> _Listed records_

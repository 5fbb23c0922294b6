// Aggregation query DSL parser module

pub mod ast;
pub mod lexer;
pub mod query;

// Public API re-exports
pub use ast::{AggregationSpec, Column, Direction, OrderKey, OrderTerm};
pub use query::{parse_aggregation, parse_aggregation_spec};
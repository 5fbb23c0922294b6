//! The fixed set of dashboard panels.
//!
//! Every panel is computed once, up front, from a single aggregation source.

use crate::config::DashboardConfig;
use crate::data::AggregationRow;
use crate::graph::{Chart, DonutChart, DonutStyle, GroupedBarChart};
use crate::parser::{parse_aggregation, AggregationSpec};
use crate::reshape::reshape;
use crate::source::AggregationSource;
use anyhow::{Context, Result};
use tracing::{debug, info, warn};

pub const GENDER_QUERY: &str = "count(gender) | order(gender desc)";
pub const RACE_QUERY: &str = "count(race) | order(race desc)";
pub const BREAKDOWN_QUERY: &str = "count(race, clan, gender) | order(race, clan, gender desc)";

/// Slice colours of the gender donut
pub const GENDER_COLORS: [&str; 2] = ["#00CCFF", "#FF0099"];

/// Selects one chart panel
#[derive(Debug, Clone, Copy, PartialEq, Eq, clap::ValueEnum)]
pub enum ChartKind {
    Gender,
    Race,
    Breakdown,
}

/// A ranked count table such as "Top 10 Titles"
#[derive(Debug, Clone, PartialEq, Eq)]
pub struct TopTable {
    pub heading: String,
    pub columns: Vec<String>,
    pub rows: Vec<Vec<String>>,
}

impl TopTable {
    pub fn from_rows(heading: impl Into<String>, spec: &AggregationSpec, rows: &[AggregationRow]) -> Self {
        Self {
            heading: heading.into(),
            columns: spec.headers(),
            rows: rows
                .iter()
                .map(|r| {
                    let mut cells = r.keys.clone();
                    cells.push(r.count.to_string());
                    cells
                })
                .collect(),
        }
    }
}

#[derive(Debug, Clone)]
pub struct Dashboard {
    pub gender: Chart,
    pub race: Chart,
    pub breakdown: Chart,
    pub tables: Vec<TopTable>,
}

impl Dashboard {
    pub fn chart(&self, kind: ChartKind) -> &Chart {
        match kind {
            ChartKind::Gender => &self.gender,
            ChartKind::Race => &self.race,
            ChartKind::Breakdown => &self.breakdown,
        }
    }
}

fn run(source: &dyn AggregationSource, query: &str) -> Result<(AggregationSpec, Vec<AggregationRow>)> {
    let spec = parse_aggregation(query)?;
    let rows = source
        .aggregate(&spec)
        .with_context(|| format!("Query '{}' failed", query))?;
    debug!(query, rows = rows.len(), "query complete");
    Ok((spec, rows))
}

fn donut(title: &str, rows: Vec<AggregationRow>, colors: &[&str]) -> Chart {
    Chart::Donut(DonutChart {
        title: title.to_string(),
        slices: rows
            .into_iter()
            .map(|r| (r.keys.join(" "), r.count))
            .collect(),
        style: DonutStyle {
            colors: colors.iter().map(|c| c.to_string()).collect(),
            ..DonutStyle::default()
        },
    })
}

pub fn build_gender_chart(source: &dyn AggregationSource) -> Result<Chart> {
    let (_, rows) = run(source, GENDER_QUERY)?;
    Ok(donut("Gender", rows, &GENDER_COLORS))
}

pub fn build_race_chart(source: &dyn AggregationSource) -> Result<Chart> {
    let (_, rows) = run(source, RACE_QUERY)?;
    Ok(donut("Race", rows, &[]))
}

pub fn build_breakdown_chart(source: &dyn AggregationSource, config: &DashboardConfig) -> Result<Chart> {
    let (_, rows) = run(source, BREAKDOWN_QUERY)?;
    let data = reshape(&rows, config.breakdown_slots).context("Failed to lay out breakdown chart")?;

    if data.is_ragged() {
        warn!(
            categories = data.categories.len(),
            "breakdown categories have differing sub-combinations; series mix clans and genders"
        );
    }

    Ok(Chart::GroupedBar(GroupedBarChart {
        title: "Breakdown".to_string(),
        data,
        show_labels: true,
    }))
}

/// Top-N query for one column, most frequent first
pub fn top_query(column: &str, limit: usize) -> String {
    format!("count({}) | order(count desc) | limit({})", column, limit)
}

pub fn build_top_table(source: &dyn AggregationSource, heading: &str, column: &str, limit: usize) -> Result<TopTable> {
    let query = top_query(column, limit);
    let (spec, rows) = run(source, &query)?;
    Ok(TopTable::from_rows(heading, &spec, &rows))
}

/// Build one chart panel without running the other queries.
pub fn build_chart(source: &dyn AggregationSource, kind: ChartKind, config: &DashboardConfig) -> Result<Chart> {
    match kind {
        ChartKind::Gender => build_gender_chart(source),
        ChartKind::Race => build_race_chart(source),
        ChartKind::Breakdown => build_breakdown_chart(source, config),
    }
}

/// Run every dashboard query and lay out the results.
pub fn build_dashboard(source: &dyn AggregationSource, config: &DashboardConfig) -> Result<Dashboard> {
    let limit = config.top_limit;

    let dashboard = Dashboard {
        gender: build_gender_chart(source)?,
        race: build_race_chart(source)?,
        breakdown: build_breakdown_chart(source, config)?,
        tables: vec![
            build_top_table(source, &format!("Top {} Titles", limit), "title", limit)?,
            build_top_table(source, &format!("Top {} First Names", limit), "first_name", limit)?,
            build_top_table(source, &format!("Top {} Last Names", limit), "last_name", limit)?,
        ],
    };

    info!(tables = dashboard.tables.len(), "dashboard built");
    Ok(dashboard)
}

#[cfg(test)]
mod tests {
    use super::*;
    use crate::data::CharacterRecord;
    use crate::reshape::ReshapeError;
    use crate::source::MemorySource;

    fn character(first: &str, last: &str, race: &str, clan: &str, gender: &str, title: Option<&str>) -> CharacterRecord {
        CharacterRecord {
            first_name: first.to_string(),
            last_name: last.to_string(),
            race: race.to_string(),
            clan: clan.to_string(),
            gender: gender.to_string(),
            title: title.map(str::to_string),
        }
    }

    fn source() -> MemorySource {
        MemorySource::new(vec![
            character("Alphinaud", "Leveilleur", "Elezen", "Wildwood", "Male", Some("Scion")),
            character("Alisaie", "Leveilleur", "Elezen", "Wildwood", "Female", Some("Scion")),
            character("Thancred", "Waters", "Hyur", "Midlander", "Male", None),
            character("Minfilia", "Warde", "Hyur", "Midlander", "Female", Some("Antecedent")),
            character("Urianger", "Augurelt", "Elezen", "Duskwight", "Male", None),
        ])
    }

    #[test]
    fn test_gender_chart() {
        let chart = build_gender_chart(&source()).unwrap();
        match chart {
            Chart::Donut(d) => {
                assert_eq!(d.title, "Gender");
                assert_eq!(d.slices, vec![("Male".to_string(), 3), ("Female".to_string(), 2)]);
                assert_eq!(d.style.colors, vec!["#00CCFF", "#FF0099"]);
            }
            _ => panic!("Expected donut chart"),
        }
    }

    #[test]
    fn test_breakdown_chart_uses_positional_slots() {
        let chart = build_breakdown_chart(&source(), &DashboardConfig::default()).unwrap();
        let Chart::GroupedBar(bars) = chart else {
            panic!("Expected grouped bar chart");
        };
        assert_eq!(bars.data.categories, vec!["Elezen", "Hyur"]);
        assert_eq!(bars.data.series.len(), 4);
        assert_eq!(bars.data.series[0].labels(), vec!["Duskwight Male", "Midlander Male"]);
        assert_eq!(bars.data.series[1].labels(), vec!["Wildwood Male", "Midlander Female"]);
        assert_eq!(bars.data.series[2].labels(), vec!["Wildwood Female"]);
        assert_eq!(bars.data.category_total("Elezen"), 3);
    }

    #[test]
    fn test_breakdown_overflow_propagates() {
        let config = DashboardConfig {
            breakdown_slots: 2,
            ..DashboardConfig::default()
        };
        let err = build_breakdown_chart(&source(), &config).unwrap_err();
        let reshape_err = err.downcast_ref::<ReshapeError>().unwrap();
        assert!(matches!(reshape_err, ReshapeError::SlotOverflow { found: 3, max_slots: 2, .. }));
    }

    #[test]
    fn test_top_table() {
        let table = build_top_table(&source(), "Top 2 Last Names", "last_name", 2).unwrap();
        assert_eq!(table.columns, vec!["last_name", "count"]);
        assert_eq!(
            table.rows,
            vec![
                vec!["Leveilleur".to_string(), "2".to_string()],
                vec!["Augurelt".to_string(), "1".to_string()],
            ]
        );
    }

    #[test]
    fn test_build_dashboard() {
        let dashboard = build_dashboard(&source(), &DashboardConfig::default()).unwrap();
        assert_eq!(dashboard.chart(ChartKind::Race).title(), "Race");
        let headings: Vec<&str> = dashboard.tables.iter().map(|t| t.heading.as_str()).collect();
        assert_eq!(headings, vec!["Top 10 Titles", "Top 10 First Names", "Top 10 Last Names"]);
        assert_eq!(dashboard.tables[0].rows.len(), 2);
    }

    #[test]
    fn test_build_single_chart() {
        let chart = build_chart(&source(), ChartKind::Breakdown, &DashboardConfig::default()).unwrap();
        assert_eq!(chart.title(), "Breakdown");
    }

    #[test]
    fn test_top_query_text() {
        assert_eq!(top_query("title", 10), "count(title) | order(count desc) | limit(10)");
    }
}
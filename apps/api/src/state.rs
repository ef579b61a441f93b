use std::sync::Arc;

use crate::config::Config;
use crate::store::seed::SeedCatalog;
use crate::store::EventStore;

/// Shared application state injected into all route handlers via Axum extractors.
#[derive(Clone)]
pub struct AppState {
    pub store: EventStore,
    /// Events written by `POST /seed`.
    pub seed_catalog: Arc<SeedCatalog>,
    pub config: Config,
}
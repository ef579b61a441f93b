use axum::{extract::State, http::StatusCode, Json};
use serde::Serialize;
use serde_json::{json, Value};

use crate::state::AppState;

/// GET /livez
/// Process liveness; does not touch the backend.
pub async fn liveness_handler() -> Json<Value> {
    Json(json!({
        "status": "ok",
        "version": env!("CARGO_PKG_VERSION"),
        "service": env!("CARGO_PKG_NAME")
    }))
}

#[derive(Debug, Serialize)]
#[serde(rename_all = "camelCase")]
pub struct ConnectionHealth {
    pub success: bool,
    pub event_count: u64,
    pub has_data: bool,
    pub error: Option<String>,
}

/// GET /health
/// Connection test against the events backend: row count only, no records.
pub async fn connection_health_handler(
    State(state): State<AppState>,
) -> (StatusCode, Json<ConnectionHealth>) {
    let report = state.store.health_check().await;
    let status = if report.success {
        StatusCode::OK
    } else {
        StatusCode::SERVICE_UNAVAILABLE
    };
    let body = ConnectionHealth {
        success: report.success,
        event_count: report.event_count,
        has_data: report.has_data(),
        error: report.error,
    };
    (status, Json(body))
}
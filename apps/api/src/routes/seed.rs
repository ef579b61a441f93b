use axum::{
    extract::State,
    http::StatusCode,
    response::{IntoResponse, Response},
    Json,
};
use serde::Serialize;
use serde_json::json;

use crate::models::event::Event;
use crate::routes::auth::AdminAuth;
use crate::state::AppState;
use crate::store::StoreError;

#[derive(Debug, Serialize)]
#[serde(rename_all = "camelCase")]
pub struct SeedResponse {
    pub success: bool,
    pub message: String,
    pub events_count: usize,
    pub total_count: u64,
    pub error_count: usize,
    /// False when the backend refused to clear the previous rows.
    pub cleared: bool,
    pub events: Vec<Event>,
}

/// POST /seed
/// Replaces the events collection with the seed catalog. Partial insert
/// failures are reported as counts; only zero successes is a failure.
pub async fn seed_handler(_admin: AdminAuth, State(state): State<AppState>) -> Response {
    match state.store.seed(&state.seed_catalog.events()).await {
        Ok(report) => Json(SeedResponse {
            success: true,
            message: format!(
                "Database seeded successfully with {} events",
                report.success_count
            ),
            events_count: report.success_count,
            total_count: report.total_count,
            error_count: report.error_count,
            cleared: report.cleared,
            events: report.events,
        })
        .into_response(),
        Err(e) => {
            tracing::error!("Seeding failed: {e}");
            seed_failure(e).into_response()
        }
    }
}

fn seed_failure(e: StoreError) -> (StatusCode, Json<serde_json::Value>) {
    let body = match e {
        StoreError::NothingSeeded {
            error_count,
            last_error,
        } => json!({
            "error": "Failed to insert any events",
            "details": last_error.unwrap_or_else(|| "All insertions failed".to_string()),
            "successCount": 0,
            "errorCount": error_count,
        }),
        StoreError::ClearFailed(source) => json!({
            "error": "Failed to clear existing events",
            "details": source.to_string(),
        }),
        other => json!({
            "error": "Internal server error",
            "details": other.to_string(),
        }),
    };
    (StatusCode::INTERNAL_SERVER_ERROR, Json(body))
}
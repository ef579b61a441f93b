pub mod event;
pub mod tier;
pub mod user;
pub mod auth;
pub mod events;
pub mod health;
pub mod seed;

use axum::{
    routing::{get, post},
    Router,
};

use crate::state::AppState;

pub fn build_router(state: AppState) -> Router {
    Router::new()
        .route("/livez", get(health::liveness_handler))
        .route("/health", get(health::connection_health_handler))
        .route("/seed", post(seed::seed_handler))
        .route(
            "/events",
            get(events::list_events_handler).post(events::create_event_handler),
        )
        .route("/events/sample", get(events::sample_events_handler))
        .route("/tiers", get(events::tiers_handler))
        .with_state(state)
}
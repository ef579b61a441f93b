use chrono::{DateTime, Utc};
use serde::{Deserialize, Serialize};
use sqlx::FromRow;
use thiserror::Error;

use crate::models::tier::{Tier, UnknownTier};

/// Shown in place of a missing event image.
pub const PLACEHOLDER_IMAGE_URL: &str = "https://via.placeholder.com/400x225?text=Event+Image";

/// A stored event. The tier is always one of the known tiers; rows that
/// carry anything else never become an `Event`.
#[derive(Debug, Clone, PartialEq, Serialize, Deserialize)]
pub struct Event {
    pub id: String,
    pub title: String,
    pub description: String,
    pub event_date: DateTime<Utc>,
    pub image_url: Option<String>,
    pub tier: Tier,
    #[serde(default, skip_serializing_if = "Option::is_none")]
    pub created_at: Option<DateTime<Utc>>,
}

impl Event {
    pub fn image_or_placeholder(&self) -> &str {
        match self.image_url.as_deref() {
            Some(url) if !url.trim().is_empty() => url,
            _ => PLACEHOLDER_IMAGE_URL,
        }
    }
}

/// Insert payload: an event before the backend has assigned `id` and `created_at`.
#[derive(Debug, Clone, PartialEq, Serialize, Deserialize)]
pub struct NewEvent {
    pub title: String,
    pub description: String,
    pub event_date: DateTime<Utc>,
    #[serde(default)]
    pub image_url: Option<String>,
    pub tier: Tier,
}

#[derive(Debug, Error, PartialEq, Eq)]
pub enum EventValidationError {
    #[error("title must not be empty")]
    EmptyTitle,

    #[error("image_url must be an http(s) URL, got '{0}'")]
    BadImageUrl(String),
}

impl NewEvent {
    pub fn validate(&self) -> Result<(), EventValidationError> {
        if self.title.trim().is_empty() {
            return Err(EventValidationError::EmptyTitle);
        }
        if let Some(url) = &self.image_url {
            if !(url.starts_with("https://") || url.starts_with("http://")) {
                return Err(EventValidationError::BadImageUrl(url.clone()));
            }
        }
        Ok(())
    }
}

/// Raw row as the backend returns it, before the tier has been checked.
#[derive(Debug, Clone, Deserialize, FromRow)]
pub struct EventRow {
    pub id: String,
    pub title: String,
    #[serde(default)]
    pub description: Option<String>,
    pub event_date: DateTime<Utc>,
    #[serde(default)]
    pub image_url: Option<String>,
    pub tier: String,
    #[serde(default)]
    pub created_at: Option<DateTime<Utc>>,
}

impl TryFrom<EventRow> for Event {
    type Error = UnknownTier;

    fn try_from(row: EventRow) -> Result<Self, Self::Error> {
        Ok(Event {
            tier: row.tier.parse()?,
            id: row.id,
            title: row.title,
            description: row.description.unwrap_or_default(),
            event_date: row.event_date,
            image_url: row.image_url,
            created_at: row.created_at,
        })
    }
}

/// Converts backend rows into events, dropping rows with an unrecognised tier.
pub fn events_from_rows(rows: Vec<EventRow>) -> Vec<Event> {
    rows.into_iter()
        .filter_map(|row| {
            let id = row.id.clone();
            match Event::try_from(row) {
                Ok(event) => Some(event),
                Err(e) => {
                    tracing::warn!("Dropping event {id}: {e}");
                    None
                }
            }
        })
        .collect()
}

/// Ascending by scheduled date, ties broken by id so repeated listings agree.
pub fn sort_by_schedule(events: &mut [Event]) {
    events.sort_by(|a, b| {
        a.event_date
            .cmp(&b.event_date)
            .then_with(|| a.id.cmp(&b.id))
    });
}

> _Problem requirements_
Respond with one number only: how many lines of the data contain "https".

> _Worked solution_
2